--- AIM OF THE TASK ---
Look through the entries below and extract exactly the lines from the one containing "self.state.lock().unwrap().fail_analyze = fail;" through the one containing "pub fn list_fetches(&self)", ends included.

--- RECORDS SHOWN ---

//! Test doubles shared by the unit tests of this crate.

use std::sync::{Arc, Mutex};

use anyhow::{bail, Result};
use async_trait::async_trait;
use chrono::{DateTime, Utc};
use tokio::sync::Notify;

use crate::models::{
    CaptureKind, CaptureStatus, Discovery, DiscoveryType, Note, PendingCapture,
};
use crate::remote::{ListSource, RemoteError, RemoteResult, RemoteSync};
use crate::store::memory::InMemoryKvStore;
use crate::store::KvStore;

fn ts(secs: i64) -> DateTime<Utc> {
    DateTime::from_timestamp(1_700_000_000 + secs, 0).unwrap()
}

/// A pending image capture with a fixed id and creation time.
pub fn capture_at(id: &str, secs: i64) -> PendingCapture {
    PendingCapture {
        id: id.to_string(),
        kind: CaptureKind::Image,
        payload: id.as_bytes().to_vec(),
        selected_category: None,
        created_at: ts(secs),
        status: CaptureStatus::Pending,
    }
}

pub fn discovery(id: &str) -> Discovery {
    Discovery {
        id: id.to_string(),
        kind: DiscoveryType::Series,
        name: format!("Show {}", id),
        description: None,
        link: None,
        metadata: None,
        image_url: None,
        created_at: ts(0),
        archived_at: None,
    }
}

pub fn note(id: &str) -> Note {
    Note {
        id: id.to_string(),
        transcription: format!("note {}", id),
        created_at: ts(0),
        archived_at: None,
    }
}

/// A backend where every operation fails.
pub struct FailingKvStore;

#[async_trait]
impl KvStore for FailingKvStore {
    async fn get(&self, _key: &str) -> Result<Option<Vec<u8>>> {
        bail!("storage unavailable")
    }
    async fn set(&self, _key: &str, _value: &[u8]) -> Result<()> {
        bail!("storage unavailable")
    }
    async fn delete(&self, _key: &str) -> Result<()> {
        bail!("storage unavailable")
    }
    async fn keys(&self, _prefix: &str) -> Result<Vec<String>> {
        bail!("storage unavailable")
    }
}

/// In-memory backend whose deletes always fail.
#[derive(Default)]
pub struct StickyKvStore {
    inner: InMemoryKvStore,
}

#[async_trait]
impl KvStore for StickyKvStore {
    async fn get(&self, key: &str) -> Result<Option<Vec<u8>>> {
        self.inner.get(key).await
    }
    async fn set(&self, key: &str, value: &[u8]) -> Result<()> {
        self.inner.set(key, value).await
    }
    async fn delete(&self, _key: &str) -> Result<()> {
        bail!("delete rejected")
    }
    async fn keys(&self, prefix: &str) -> Result<Vec<String>> {
        self.inner.keys(prefix).await
    }
}

#[derive(Default)]
struct FakeState {
    fail_analyze: bool,
    fail_transcribe: bool,
    fail_create_note: bool,
    fail_lists: bool,
    transcript: String,
    analyze_categories: Vec<String>,
    created_notes: Vec<String>,
    list_fetches: usize,
    discoveries: Vec<Discovery>,
    notes: Vec<Note>,
    analyze_gate: Option<Arc<Notify>>,
}

/// Scriptable remote recording every call.
#[derive(Default)]
pub struct FakeRemote {
    state: Mutex<FakeState>,
}

fn unavailable() -> RemoteError {
    RemoteError::Status {
        status: 500,
        body: "unavailable".to_string(),
    }
}

impl FakeRemote {
    pub fn fail_analyze(&self, fail: bool) {
        self.state.lock().unwrap().fail_analyze = fail;
    }
    pub fn fail_transcribe(&self, fail: bool) {
        self.state.lock().unwrap().fail_transcribe = fail;
    }
    pub fn fail_create_note(&self, fail: bool) {
        self.state.lock().unwrap().fail_create_note = fail;
    }
    pub fn fail_lists(&self, fail: bool) {
        self.state.lock().unwrap().fail_lists = fail;
    }
    pub fn set_transcript(&self, text: &str) {
        self.state.lock().unwrap().transcript = text.to_string();
    }
    pub fn set_lists(&self, discoveries: Vec<Discovery>, notes: Vec<Note>) {
        let mut state = self.state.lock().unwrap();
        state.discoveries = discoveries;
        state.notes = notes;
    }
    /// Make `analyze_image` wait until [`release_analyze`](Self::release_analyze).
    pub fn hold_analyze(&self) {
        self.state.lock().unwrap().analyze_gate = Some(Arc::new(Notify::new()));
    }
    pub fn release_analyze(&self) {
        if let Some(gate) = self.state.lock().unwrap().analyze_gate.take() {
            gate.notify_one();
        }
    }
    pub fn analyze_calls(&self) -> usize {
        self.state.lock().unwrap().analyze_categories.len()
    }
    pub fn analyze_categories(&self) -> Vec<String> {
        self.state.lock().unwrap().analyze_categories.clone()
    }
    pub fn created_notes(&self) -> Vec<String> {
        self.state.lock().unwrap().created_notes.clone()
    }
    pub fn list_fetches(&self) -> usize {
        self.state.lock().unwrap().list_fetches
    }
}

#[async_trait]
impl RemoteSync for FakeRemote {
    async fn analyze_image(&self, _payload: &[u8], category: &str) -> RemoteResult<Vec<Discovery>> {
        let gate = {
            let mut state = self.state.lock().unwrap();
            state.analyze_categories.push(category.to_string());
            state.analyze_gate.clone()
        };
        if let Some(gate) = gate {
            gate.notified().await;
        }
        let state = self.state.lock().unwrap();
        if state.fail_analyze {
            return Err(unavailable());
        }
        Ok(vec![discovery("analyzed")])
    }

    async fn transcribe_audio(&self, _payload: &[u8]) -> RemoteResult<String> {
        let state = self.state.lock().unwrap();
        if state.fail_transcribe {
            return Err(RemoteError::Transport("connection refused".to_string()));
        }
        Ok(state.transcript.clone())
    }

    async fn create_note(&self, text: &str) -> RemoteResult<Note> {
        let mut state = self.state.lock().unwrap();
        state.created_notes.push(text.to_string());
        if state.fail_create_note {
            return Err(unavailable());
        }
        Ok(note("created"))
    }
}

#[async_trait]
impl ListSource for FakeRemote {
    async fn fetch_discoveries(&self) -> RemoteResult<Vec<Discovery>> {
        let mut state = self.state.lock().unwrap();
        state.list_fetches += 1;
        if state.fail_lists {
            return Err(unavailable());
        }
        Ok(state.discoveries.clone())
    }

    async fn fetch_notes(&self) -> RemoteResult<Vec<Note>> {
        let mut state = self.state.lock().unwrap();
        state.list_fetches += 1;
        if state.fail_lists {
            return Err(unavailable());
        }
        Ok(state.notes.clone())
    }
}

--- ANSWER SECTION ---
        self.state.lock().unwrap().fail_analyze = fail;
    }
    pub fn fail_transcribe(&self, fail: bool) {
        self.state.lock().unwrap().fail_transcribe = fail;
    }
    pub fn fail_create_note(&self, fail: bool) {
        self.state.lock().unwrap().fail_create_note = fail;
    }
    pub fn fail_lists(&self, fail: bool) {
        self.state.lock().unwrap().fail_lists = fail;
    }
    pub fn set_transcript(&self, text: &str) {
        self.state.lock().unwrap().transcript = text.to_string();
    }
    pub fn set_lists(&self, discoveries: Vec<Discovery>, notes: Vec<Note>) {
        let mut state = self.state.lock().unwrap();
        state.discoveries = discoveries;
        state.notes = notes;
    }
    /// Make `analyze_image` wait until [`release_analyze`](Self::release_analyze).
    pub fn hold_analyze(&self) {
        self.state.lock().unwrap().analyze_gate = Some(Arc::new(Notify::new()));
    }
    pub fn release_analyze(&self) {
        if let Some(gate) = self.state.lock().unwrap().analyze_gate.take() {
            gate.notify_one();
        }
    }
    pub fn analyze_calls(&self) -> usize {
        self.state.lock().unwrap().analyze_categories.len()
    }
    pub fn analyze_categories(&self) -> Vec<String> {
        self.state.lock().unwrap().analyze_categories.clone()
    }
    pub fn created_notes(&self) -> Vec<String> {
        self.state.lock().unwrap().created_notes.clone()
    }
    pub fn list_fetches(&self) -> usize {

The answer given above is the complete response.